The future is in the mind and is the target of every business owner. Today can be great but tomorrow can be better – will be better. The future is dependent on the past, the present, and itself. There are lessons to be learnt by analysing what has happened. You shouldn’t discount what could be gained from what other businesses or people have done – though, they should be adapted to an appropriate context. Following the lessons comes proposing solutions, taking note of what tools and ability you have at the moment but, also, bearing in mind what you want to achieve. The future works backwards and backwards. Everything, though, is designed to improve the future. Here are three tips for how to push for a better future.
Keep Up-to-Date with the Market
It is very difficult to be an effective business is you have blinkers on, only focussing on what you are achieving. What looks impressive on in-house data models or anecdotes could be dwarfed by the wider market. Context is important, though, as all success is relative and having the right people in place to recognise that is key.
The market can change rapidly. For instance, business which built head-mounted displays and specialised in creating VR software for educational and training purposes have adapted to increased demands from the b2b industry, as those involved look to utilise the new technology to hold conferences and meetings in their virtual environments as a means of saving on travel time and costs. HTC and Oculus have begun to focus on this growing market now that the standard of the technology and the cost has made it widely accessible and appealing. They see themselves becoming communications companies, more so than educational ones.
Freeing up workloads to prioritise other projects is often a pipedream, accomplished by putting in extra hours to get the chores done, before moving onto the ‘real’ work. There are alternatives, though: cloud-based computing. Businesses like SysAid develop IT support systems and service orchestration software which can automate processes like on-boarding new employees and email workflow, for instance. There are customer relations management software which can automatically create customer profiles once they make contact, holding their details and correspondences in one place, which can speed up reacquainting themselves with the customer, improving the service.
This relieves the employee from fulfilling these tasks which can be accomplished by software, allowing them to focus on value-creating projects which have a higher priority or significance for the future.
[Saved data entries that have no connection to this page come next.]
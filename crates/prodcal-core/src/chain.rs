//! Ordered provider fallback.
//!
//! Providers are tried one after another; the first that yields rules wins
//! outright and later providers are never consulted. There is no backoff and
//! no merging across providers.

use std::time::Instant;

use tracing::{debug, info, warn};

use crate::error::ProviderFailure;
use crate::providers::RulesProvider;
use crate::{Calendar, CalendarError};

impl Calendar {
    /// Build a calendar from the first provider that succeeds.
    ///
    /// `primary` is tried first, then each of `fallback` in order. The
    /// calendar is marked offline-derived when the winning provider reports
    /// [`RulesProvider::is_offline`].
    ///
    /// # Errors
    ///
    /// Returns [`CalendarError::AllProvidersFailed`] carrying every attempt,
    /// in attempt order, when no provider succeeds.
    pub async fn from_providers(
        primary: &dyn RulesProvider,
        fallback: &[&dyn RulesProvider],
    ) -> Result<Self, CalendarError> {
        let started = Instant::now();
        let chain = std::iter::once(primary).chain(fallback.iter().copied());
        let mut failures = Vec::new();

        for provider in chain {
            debug!(provider = provider.name(), "loading rules");
            match provider.load_rules().await {
                Ok(rules) => {
                    info!(
                        provider = provider.name(),
                        offline = provider.is_offline(),
                        explicit_days = rules.len(),
                        failed_attempts = failures.len(),
                        latency_ms = started.elapsed().as_millis() as u64,
                        "calendar rules loaded"
                    );
                    return Ok(Calendar::from_provider_rules(
                        rules,
                        provider.name(),
                        provider.is_offline(),
                    ));
                }
                Err(error) => {
                    warn!(provider = provider.name(), error = %error, "rules provider failed");
                    failures.push(ProviderFailure {
                        provider: provider.name().to_owned(),
                        error,
                    });
                }
            }
        }

        Err(CalendarError::AllProvidersFailed { failures })
    }
}
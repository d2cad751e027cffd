//! JWT access-token generation and validation.
//!
//! Access tokens are HS256-signed JWTs containing a [`Claims`] payload.
//! There is no refresh flow; clients re-authenticate when a token expires.

use jsonwebtoken::{decode, encode, DecodingKey, EncodingKey, Header, Validation};
use serde::{Deserialize, Serialize};
use storynest_core::types::DbId;
use uuid::Uuid;

/// JWT claims embedded in every access token.
#[derive(Debug, Serialize, Deserialize, Clone)]
pub struct Claims {
    /// Subject -- the user's internal database id.
    pub sub: DbId,
    /// Expiration time (UTC Unix timestamp).
    pub exp: i64,
    /// Issued-at time (UTC Unix timestamp).
    pub iat: i64,
    /// Unique token identifier (UUID v4) for audit logs.
    pub jti: String,
}

/// Configuration for JWT token generation and validation.
#[derive(Debug, Clone)]
pub struct JwtConfig {
    /// HMAC-SHA256 secret used to sign and verify tokens.
    pub secret: String,
    /// Access token lifetime in minutes (default: 60).
    pub access_token_expiry_mins: i64,
}

/// Default access token expiry in minutes.
const DEFAULT_ACCESS_EXPIRY_MINS: i64 = 60;

impl JwtConfig {
    /// Load JWT configuration from environment variables.
    ///
    /// | Env Var                  | Required | Default |
    /// |--------------------------|----------|---------|
    /// | `JWT_SECRET`             | **yes**  | --      |
    /// | `JWT_ACCESS_EXPIRY_MINS` | no       | `60`    |
    ///
    /// # Panics
    ///
    /// Panics if `JWT_SECRET` is not set or is empty.
    pub fn from_env() -> Self {
        let secret =
            std::env::var("JWT_SECRET").expect("JWT_SECRET must be set in the environment");
        assert!(!secret.is_empty(), "JWT_SECRET must not be empty");

        let access_token_expiry_mins: i64 = std::env::var("JWT_ACCESS_EXPIRY_MINS")
            .unwrap_or_else(|_| DEFAULT_ACCESS_EXPIRY_MINS.to_string())
            .parse()
            .expect("JWT_ACCESS_EXPIRY_MINS must be a valid i64");

        Self {
            secret,
            access_token_expiry_mins,
        }
    }
}

/// Generate an HS256 access token for the given user.
pub fn generate_access_token(
    user_id: DbId,
    config: &JwtConfig,
) -> Result<String, jsonwebtoken::errors::Error> {
    let now = chrono::Utc::now().timestamp();
    let exp = now + config.access_token_expiry_mins * 60;

    let claims = Claims {
        sub: user_id,
        exp,
        iat: now,
        jti: Uuid::new_v4().to_string(),
    };

    encode(
        &Header::default(), // HS256
        &claims,
        &EncodingKey::from_secret(config.secret.as_bytes()),
    )
}

/// Validate and decode an access token, returning the embedded [`Claims`].
///
/// Validates the signature and expiration automatically.
pub fn validate_token(
    token: &str,
    config: &JwtConfig,
) -> Result<Claims, jsonwebtoken::errors::Error> {
    let token_data = decode::<Claims>(
        token,
        &DecodingKey::from_secret(config.secret.as_bytes()),
        &Validation::default(), // HS256, validates exp
    )?;
    Ok(token_data.claims)
}

#[cfg(test)]
mod tests {
    use jsonwebtoken::{encode, EncodingKey, Header};

    use super::*;

    fn test_config() -> JwtConfig {
        JwtConfig {
            secret: "test-secret-that-is-long-enough-for-hmac".to_string(),
            access_token_expiry_mins: 60,
        }
    }

    #[test]
    fn generate_and_validate_round_trip() {
        let config = test_config();
        let token = generate_access_token(42, &config).expect("token generation should succeed");

        let claims = validate_token(&token, &config).expect("token validation should succeed");
        assert_eq!(claims.sub, 42);
        assert!(claims.exp > claims.iat);
        assert!(!claims.jti.is_empty());
    }

    #[test]
    fn expired_token_fails() {
        let config = test_config();

        // Manually create an already-expired token, well past the default
        // 60-second leeway.
        let now = chrono::Utc::now().timestamp();
        let claims = Claims {
            sub: 1,
            exp: now - 300,
            iat: now - 600,
            jti: Uuid::new_v4().to_string(),
        };

        let token = encode(
            &Header::default(),
            &claims,
            &EncodingKey::from_secret(config.secret.as_bytes()),
        )
        .expect("encoding should succeed");

        assert!(
            validate_token(&token, &config).is_err(),
            "expired token must fail validation"
        );
    }

    #[test]
    fn different_secrets_fail() {
        let config_a = JwtConfig {
            secret: "secret-alpha".to_string(),
            access_token_expiry_mins: 60,
        };
        let config_b = JwtConfig {
            secret: "secret-bravo".to_string(),
            access_token_expiry_mins: 60,
        };

        let token = generate_access_token(1, &config_a).expect("token generation should succeed");

        assert!(
            validate_token(&token, &config_b).is_err(),
            "token signed with a different secret must fail"
        );
    }
}
//! Anthropic Messages API client (text generation).

use async_trait::async_trait;
use serde::{Deserialize, Serialize};

use storynest_core::ports::{GenAiError, ReferenceImage, TextGenerator};

const MESSAGES_URL: &str = "https://api.anthropic.com/v1/messages";
const API_VERSION: &str = "2023-06-01";

/// Model used for all story generation.
pub const MODEL: &str = "claude-sonnet-4-20250514";

/// Output token budget for one story.
pub const MAX_TOKENS: u32 = 2048;

/// Sampling temperature; stories should vary between calls.
pub const TEMPERATURE: f32 = 1.0;

/// Client for single-shot story completions.
#[derive(Clone)]
pub struct AnthropicClient {
    client: reqwest::Client,
    api_key: String,
}

#[derive(Serialize)]
struct MessagesRequest<'a> {
    model: &'a str,
    max_tokens: u32,
    temperature: f32,
    messages: Vec<Message<'a>>,
}

#[derive(Serialize)]
struct Message<'a> {
    role: &'a str,
    content: Vec<ContentPart<'a>>,
}

#[derive(Serialize)]
#[serde(tag = "type", rename_all = "lowercase")]
enum ContentPart<'a> {
    Image { source: ImageSource<'a> },
    Text { text: &'a str },
}

#[derive(Serialize)]
struct ImageSource<'a> {
    #[serde(rename = "type")]
    kind: &'a str,
    media_type: &'a str,
    data: &'a str,
}

#[derive(Deserialize)]
struct MessagesResponse {
    content: Vec<ResponseBlock>,
}

#[derive(Deserialize)]
struct ResponseBlock {
    #[serde(rename = "type")]
    kind: String,
    #[serde(default)]
    text: String,
}

impl AnthropicClient {
    pub fn new(api_key: String) -> Self {
        Self {
            client: reqwest::Client::new(),
            api_key,
        }
    }

    fn build_request<'a>(
        prompt: &'a str,
        reference_image: Option<&'a ReferenceImage>,
    ) -> MessagesRequest<'a> {
        // When a reference image is attached it precedes the prompt text so
        // the instructions can refer to "the attached image".
        let mut content = Vec::with_capacity(2);
        if let Some(image) = reference_image {
            content.push(ContentPart::Image {
                source: ImageSource {
                    kind: "base64",
                    media_type: &image.media_type,
                    data: &image.data_base64,
                },
            });
        }
        content.push(ContentPart::Text { text: prompt });

        MessagesRequest {
            model: MODEL,
            max_tokens: MAX_TOKENS,
            temperature: TEMPERATURE,
            messages: vec![Message {
                role: "user",
                content,
            }],
        }
    }

    /// Pull the first text block out of a Messages API response.
    fn response_text(response: MessagesResponse) -> Result<String, GenAiError> {
        response
            .content
            .into_iter()
            .find(|block| block.kind == "text")
            .map(|block| block.text)
            .ok_or_else(|| {
                GenAiError::UnexpectedResponse("no text block in model response".into())
            })
    }
}

#[async_trait]
impl TextGenerator for AnthropicClient {
    async fn generate(
        &self,
        prompt: &str,
        reference_image: Option<&ReferenceImage>,
    ) -> Result<String, GenAiError> {
        let request = Self::build_request(prompt, reference_image);

        let response = self
            .client
            .post(MESSAGES_URL)
            .header("x-api-key", &self.api_key)
            .header("anthropic-version", API_VERSION)
            .json(&request)
            .send()
            .await
            .map_err(|e| GenAiError::Transport(e.to_string()))?;

        let status = response.status();
        if !status.is_success() {
            let body = response.text().await.unwrap_or_default();
            tracing::warn!(status = status.as_u16(), "Text generation request failed");
            return Err(GenAiError::Upstream {
                status: status.as_u16(),
                message: truncate(&body, 500),
            });
        }

        let parsed: MessagesResponse = response
            .json()
            .await
            .map_err(|e| GenAiError::UnexpectedResponse(e.to_string()))?;

        Self::response_text(parsed)
    }
}

fn truncate(s: &str, max: usize) -> String {
    if s.len() <= max {
        s.to_string()
    } else {
        let mut end = max;
        while !s.is_char_boundary(end) {
            end -= 1;
        }
        s[..end].to_string()
    }
}
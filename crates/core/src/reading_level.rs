//! Reading-level policy: word-count bounds and sentence guidance per grade.
//!
//! The table drives the story prompt (word bounds are stated to the model as
//! a hard constraint) and profile validation. Lookups for unknown keys fall
//! back to [`DEFAULT_LEVEL`] rather than erroring, so a profile saved with a
//! level this build does not know still generates a story.

/// Word-count bounds and sentence guidance for one reading level.
#[derive(Debug, Clone, Copy, PartialEq, Eq)]
pub struct ReadingLevelPolicy {
    /// Reading-level key as stored on child profiles (e.g. `"2nd Grade"`).
    pub level: &'static str,
    /// Minimum story length in words.
    pub min_words: u32,
    /// Maximum story length in words.
    pub max_words: u32,
    /// Sentence-structure guidance passed verbatim into the prompt.
    pub sentence_guidance: &'static str,
}

/// The full policy table, ordered from youngest to oldest readers.
pub const READING_LEVELS: &[ReadingLevelPolicy] = &[
    ReadingLevelPolicy {
        level: "Pre-K",
        min_words: 100,
        max_words: 200,
        sentence_guidance: "very short sentences of 3-6 words with simple, repeated vocabulary",
    },
    ReadingLevelPolicy {
        level: "Kindergarten",
        min_words: 150,
        max_words: 250,
        sentence_guidance: "short sentences of 5-8 words using common sight words",
    },
    ReadingLevelPolicy {
        level: "1st Grade",
        min_words: 200,
        max_words: 350,
        sentence_guidance: "simple sentences with occasional compound sentences",
    },
    ReadingLevelPolicy {
        level: "2nd Grade",
        min_words: 300,
        max_words: 450,
        sentence_guidance: "a mix of simple and compound sentences with grade-level vocabulary",
    },
    ReadingLevelPolicy {
        level: "3rd Grade",
        min_words: 400,
        max_words: 600,
        sentence_guidance: "varied sentence structure with some descriptive language",
    },
    ReadingLevelPolicy {
        level: "4th Grade",
        min_words: 500,
        max_words: 700,
        sentence_guidance: "longer paragraphs with richer vocabulary and dialogue",
    },
    ReadingLevelPolicy {
        level: "5th Grade",
        min_words: 600,
        max_words: 800,
        sentence_guidance: "complex sentences, figurative language, and multi-scene structure",
    },
    ReadingLevelPolicy {
        level: "6th Grade",
        min_words: 700,
        max_words: 900,
        sentence_guidance: "sophisticated vocabulary, subplots, and nuanced character moments",
    },
];

/// Index of the fallback entry used for unrecognized keys (Kindergarten).
const DEFAULT_LEVEL_INDEX: usize = 1;

/// The policy applied when a reading-level key is not in the table.
pub const DEFAULT_LEVEL: &ReadingLevelPolicy = &READING_LEVELS[DEFAULT_LEVEL_INDEX];

/// Look up the policy for a reading-level key.
///
/// Unknown keys resolve to [`DEFAULT_LEVEL`]; this is the documented default
/// for stale or free-form level strings, not an error.
pub fn lookup(level: &str) -> &'static ReadingLevelPolicy {
    READING_LEVELS
        .iter()
        .find(|p| p.level == level)
        .unwrap_or(DEFAULT_LEVEL)
}

/// Whether `level` is one of the known table keys (used by profile
/// validation, which is stricter than prompt building).
pub fn is_known_level(level: &str) -> bool {
    READING_LEVELS.iter().any(|p| p.level == level)
}

#[cfg(test)]
mod tests {
    use super::*;

    #[test]
    fn table_has_eight_ordered_levels() {
        assert_eq!(READING_LEVELS.len(), 8);
        assert_eq!(READING_LEVELS[0].level, "Pre-K");
        assert_eq!(READING_LEVELS[7].level, "6th Grade");
    }

    #[test]
    fn bounds_are_monotonic() {
        for pair in READING_LEVELS.windows(2) {
            assert!(pair[0].min_words <= pair[1].min_words);
            assert!(pair[0].max_words <= pair[1].max_words);
        }
        for policy in READING_LEVELS {
            assert!(policy.min_words < policy.max_words);
        }
    }

    #[test]
    fn lookup_finds_every_key() {
        for policy in READING_LEVELS {
            assert_eq!(lookup(policy.level).level, policy.level);
        }
    }

    #[test]
    fn lookup_falls_back_to_kindergarten() {
        let policy = lookup("Postgraduate");
        assert_eq!(policy.level, "Kindergarten");
        assert_eq!(policy.min_words, DEFAULT_LEVEL.min_words);
    }

    #[test]
    fn known_level_check() {
        assert!(is_known_level("3rd Grade"));
        assert!(!is_known_level("3rd grade"));
        assert!(!is_known_level(""));
    }
}
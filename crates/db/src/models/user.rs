//! User account model.

use serde::Serialize;
use sqlx::FromRow;
use storynest_core::types::{DbId, Timestamp};

/// A user row from the `users` table.
///
/// The password hash stays server-side; use [`User::into_public`] for
/// anything that leaves the API.
#[derive(Debug, Clone, FromRow)]
pub struct User {
    pub id: DbId,
    pub email: String,
    pub password_hash: String,
    pub display_name: Option<String>,
    pub created_at: Timestamp,
    pub updated_at: Timestamp,
}

/// User fields safe to return to clients.
#[derive(Debug, Clone, Serialize)]
pub struct PublicUser {
    pub id: DbId,
    pub email: String,
    pub display_name: Option<String>,
}

impl User {
    pub fn into_public(self) -> PublicUser {
        PublicUser {
            id: self.id,
            email: self.email,
            display_name: self.display_name,
        }
    }
}

/// Internal DTO for inserting a user (hash already computed).
#[derive(Debug, Clone)]
pub struct CreateUser {
    pub email: String,
    pub password_hash: String,
    pub display_name: Option<String>,
}
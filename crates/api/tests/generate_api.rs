//! Integration tests for `POST /api/v1/stories/generate`.
//!
//! All scenarios run against the full router and middleware stack with
//! stubbed generation services; nothing touches the network or a database.

mod common;

use axum::body::Body;
use axum::http::{Method, Request, StatusCode};
use common::{
    body_json, illustrated_pipeline, post_json, text_only_pipeline, StubImages, StubStore,
    StubText,
};
use serde_json::json;
use tower::ServiceExt;

const GENERATE_URI: &str = "/api/v1/stories/generate";

const STORY_REPLY: &str = r#"{"title": "Mira and the Moon Cats",
    "content": "Mira loved cats more than anything.",
    "illustrations": [{"description": "Mira waving at a cat on the moon", "position": 20}]}"#;

fn valid_request() -> serde_json::Value {
    json!({
        "childName": "Mira",
        "childAge": 6,
        "readingLevel": "Kindergarten",
        "favoriteThings": ["cats"],
        "parentSummary": null,
        "customPrompt": null,
        "sourceIllustration": null,
        "physicalCharacteristics": null,
    })
}

// ---------------------------------------------------------------------------
// Scenario A: success without image credentials (degraded mode)
// ---------------------------------------------------------------------------

#[tokio::test]
async fn generates_story_without_image_credentials() {
    let text = StubText::new(STORY_REPLY);
    let app = common::build_test_app(common::test_state(Some(text_only_pipeline(
        std::sync::Arc::clone(&text),
    ))));

    let response = post_json(app, GENERATE_URI, valid_request()).await;
    assert_eq!(response.status(), StatusCode::OK);

    let cache_control = response
        .headers()
        .get("cache-control")
        .and_then(|v| v.to_str().ok())
        .map(String::from);
    assert_eq!(cache_control.as_deref(), Some("no-store"));

    let json = body_json(response).await;
    assert_eq!(json["title"], "Mira and the Moon Cats");
    assert_eq!(json["content"], "Mira loved cats more than anything.");

    let illustrations = json["illustrations"].as_array().unwrap();
    assert_eq!(illustrations.len(), 1);
    assert_eq!(
        illustrations[0]["description"],
        "Mira waving at a cat on the moon"
    );
    assert_eq!(illustrations[0]["position"], 20);
    // Degraded mode: the key is absent, not null.
    assert!(illustrations[0].get("imageUrl").is_none());
    assert!(json.get("warning").is_none());

    assert_eq!(text.call_count(), 1);
}

// ---------------------------------------------------------------------------
// Scenario B: content-policy rejection surfaces as a warning
// ---------------------------------------------------------------------------

#[tokio::test]
async fn content_policy_rejection_keeps_story_and_sets_warning() {
    let text = StubText::new(STORY_REPLY);
    let images = StubImages::rejecting();
    let store = StubStore::new();
    let app = common::build_test_app(common::test_state(Some(illustrated_pipeline(
        text,
        images,
        std::sync::Arc::clone(&store),
    ))));

    let response = post_json(app, GENERATE_URI, valid_request()).await;
    assert_eq!(response.status(), StatusCode::OK);

    let json = body_json(response).await;
    assert_eq!(json["title"], "Mira and the Moon Cats");
    assert_eq!(json["warning"], "illustration_content_policy");

    let illustrations = json["illustrations"].as_array().unwrap();
    assert_eq!(illustrations.len(), 1);
    assert!(illustrations[0].get("imageUrl").is_none());

    // Nothing was uploaded for the rejected illustration.
    assert_eq!(store.puts.load(std::sync::atomic::Ordering::SeqCst), 0);
}

// ---------------------------------------------------------------------------
// Successful illustration rendering
// ---------------------------------------------------------------------------

#[tokio::test]
async fn resolves_illustration_urls_when_configured() {
    let text = StubText::new(STORY_REPLY);
    let images = StubImages::succeeding();
    let store = StubStore::new();
    let app = common::build_test_app(common::test_state(Some(illustrated_pipeline(
        text, images, store,
    ))));

    let response = post_json(app, GENERATE_URI, valid_request()).await;
    assert_eq!(response.status(), StatusCode::OK);

    let json = body_json(response).await;
    let illustrations = json["illustrations"].as_array().unwrap();
    let url = illustrations[0]["imageUrl"].as_str().unwrap();
    assert!(url.starts_with("https://cdn.test/illustrations/"));
    assert!(url.ends_with(".png"));
    assert!(json.get("warning").is_none());
}

// ---------------------------------------------------------------------------
// Scenario C: missing required fields -> 400 before any upstream call
// ---------------------------------------------------------------------------

#[tokio::test]
async fn empty_favorite_things_is_missing_required_fields() {
    let text = StubText::new(STORY_REPLY);
    let app = common::build_test_app(common::test_state(Some(text_only_pipeline(
        std::sync::Arc::clone(&text),
    ))));

    let mut body = valid_request();
    body["favoriteThings"] = json!([]);

    let response = post_json(app, GENERATE_URI, body).await;
    assert_eq!(response.status(), StatusCode::BAD_REQUEST);

    let json = body_json(response).await;
    assert_eq!(json["error"], "Missing required fields");

    // Validation happens before the text service is consulted.
    assert_eq!(text.call_count(), 0);
}

#[tokio::test]
async fn absent_and_zero_required_fields_are_rejected() {
    for patch in [
        json!({"childName": null}),
        json!({"childName": ""}),
        json!({"childAge": null}),
        json!({"childAge": 0}),
        json!({"readingLevel": null}),
        json!({"favoriteThings": null}),
    ] {
        let text = StubText::new(STORY_REPLY);
        let app = common::build_test_app(common::test_state(Some(text_only_pipeline(
            std::sync::Arc::clone(&text),
        ))));

        let mut body = valid_request();
        for (key, value) in patch.as_object().unwrap() {
            body[key] = value.clone();
        }

        let response = post_json(app, GENERATE_URI, body).await;
        assert_eq!(response.status(), StatusCode::BAD_REQUEST, "patch: {patch}");
        let json = body_json(response).await;
        assert_eq!(json["error"], "Missing required fields");
        assert_eq!(text.call_count(), 0);
    }
}

// ---------------------------------------------------------------------------
// Scenario D: unparseable model reply -> 500 with the contract message
// ---------------------------------------------------------------------------

#[tokio::test]
async fn prose_reply_without_json_is_parse_failure() {
    let text = StubText::new("Once upon a time, the model forgot the format.");
    let app = common::build_test_app(common::test_state(Some(text_only_pipeline(text))));

    let response = post_json(app, GENERATE_URI, valid_request()).await;
    assert_eq!(response.status(), StatusCode::INTERNAL_SERVER_ERROR);

    let json = body_json(response).await;
    assert_eq!(json["error"], "Failed to parse story response");
}

#[tokio::test]
async fn reply_missing_title_is_invalid_format() {
    let text = StubText::new(r#"{"content": "a story with no title"}"#);
    let app = common::build_test_app(common::test_state(Some(text_only_pipeline(text))));

    let response = post_json(app, GENERATE_URI, valid_request()).await;
    assert_eq!(response.status(), StatusCode::INTERNAL_SERVER_ERROR);

    let json = body_json(response).await;
    assert_eq!(json["error"], "Invalid story format");
}

// ---------------------------------------------------------------------------
// Missing credentials
// ---------------------------------------------------------------------------

#[tokio::test]
async fn missing_text_service_key_is_config_error() {
    let app = common::build_test_app(common::test_state(None));

    let response = post_json(app, GENERATE_URI, valid_request()).await;
    assert_eq!(response.status(), StatusCode::INTERNAL_SERVER_ERROR);

    let json = body_json(response).await;
    assert_eq!(json["error"], "Anthropic API key not configured");
}

// ---------------------------------------------------------------------------
// Method handling
// ---------------------------------------------------------------------------

#[tokio::test]
async fn non_post_method_is_rejected() {
    for method in [Method::GET, Method::PUT, Method::DELETE] {
        let text = StubText::new(STORY_REPLY);
        let app = common::build_test_app(common::test_state(Some(text_only_pipeline(text))));

        let request = Request::builder()
            .method(method.clone())
            .uri(GENERATE_URI)
            .body(Body::empty())
            .unwrap();
        let response = app.oneshot(request).await.unwrap();
        assert_eq!(
            response.status(),
            StatusCode::METHOD_NOT_ALLOWED,
            "method: {method}"
        );
    }
}
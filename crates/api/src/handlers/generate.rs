//! Handler for the story-generation endpoint.
//!
//! Route:
//! - `POST /stories/generate` — generate a personalized story
//!
//! The request/response shapes, error bodies, and status codes here are a
//! wire contract shared with deployed clients; changes must stay
//! backward-compatible. The endpoint persists nothing -- clients save the
//! result through the stories CRUD.

use axum::extract::State;
use axum::http::header;
use axum::response::IntoResponse;
use axum::Json;
use serde::Deserialize;

use storynest_core::characteristics::PhysicalCharacteristics;
use storynest_core::story::{SourceIllustration, StoryRequest};

use crate::error::{AppError, AppResult};
use crate::state::AppState;

/// Request body for `POST /stories/generate`.
///
/// Every field is optional at the serde layer so that absent, `null`, and
/// empty values all funnel into the same "Missing required fields" answer
/// instead of a deserialization error.
#[derive(Debug, Default, Deserialize)]
#[serde(rename_all = "camelCase", default)]
pub struct GenerateStoryRequest {
    pub child_name: Option<String>,
    pub child_age: Option<i32>,
    pub reading_level: Option<String>,
    pub favorite_things: Option<Vec<String>>,
    pub parent_summary: Option<String>,
    pub custom_prompt: Option<String>,
    pub source_illustration: Option<SourceIllustration>,
    pub physical_characteristics: Option<PhysicalCharacteristics>,
}

impl GenerateStoryRequest {
    /// Check required fields and convert into the pipeline request.
    ///
    /// Required: non-empty name, non-zero age, non-empty reading level,
    /// non-empty interests list. One flat error message covers them all.
    fn into_story_request(self) -> Result<StoryRequest, AppError> {
        let child_name = self.child_name.filter(|v| !v.is_empty());
        let child_age = self.child_age.filter(|v| *v != 0);
        let reading_level = self.reading_level.filter(|v| !v.is_empty());
        let favorite_things = self.favorite_things.filter(|v| !v.is_empty());

        match (child_name, child_age, reading_level, favorite_things) {
            (Some(child_name), Some(child_age), Some(reading_level), Some(favorite_things)) => {
                Ok(StoryRequest {
                    child_name,
                    child_age,
                    reading_level,
                    favorite_things,
                    parent_summary: self.parent_summary,
                    custom_prompt: self.custom_prompt,
                    source_illustration: self.source_illustration,
                    physical_characteristics: self.physical_characteristics,
                })
            }
            _ => Err(AppError::BadRequest("Missing required fields".to_string())),
        }
    }
}

/// POST /api/v1/stories/generate
///
/// Runs the generation pipeline and returns the story payload. Responses
/// carry `Cache-Control: no-store`: every call produces a fresh,
/// non-idempotent result.
pub async fn generate_story(
    State(state): State<AppState>,
    Json(input): Json<GenerateStoryRequest>,
) -> AppResult<impl IntoResponse> {
    // Validate before touching any upstream service.
    let request = input.into_story_request()?;

    let pipeline = state
        .story
        .as_ref()
        .ok_or(AppError::Config("Anthropic API key not configured"))?;

    let story = pipeline.generate(&request).await?;

    tracing::info!(
        title = %story.title,
        illustrations = story.illustrations.len(),
        warning = ?story.warning,
        "Story generated"
    );

    Ok((
        [(header::CACHE_CONTROL, "no-store")],
        Json(story),
    ))
}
Uncoupling what the business is capable of from accomplished and expert employees is impossible. Employing the best ones can be difficult, especially if they are already at a job which they feel works for them. To keep the best employees involves having a pay scale which reflects their ability and, also, providing opportunities to progress and improve. It can be easy to see your best employee as the standard and to raise the standard around them, and, therefore, not invest in improving your best. This negligence could be costly – either because the employee sees green pastures elsewhere, which more chance of progression, or work standards slip to a minimum: it is, to steal terminology from basketball, a case of floor-raising and ceiling raising. Both have sense and logic at their respective moments, but, in business, it is best to improve both the floor and the ceiling at the same time through effective training programmes and keeping the knowledge in the business.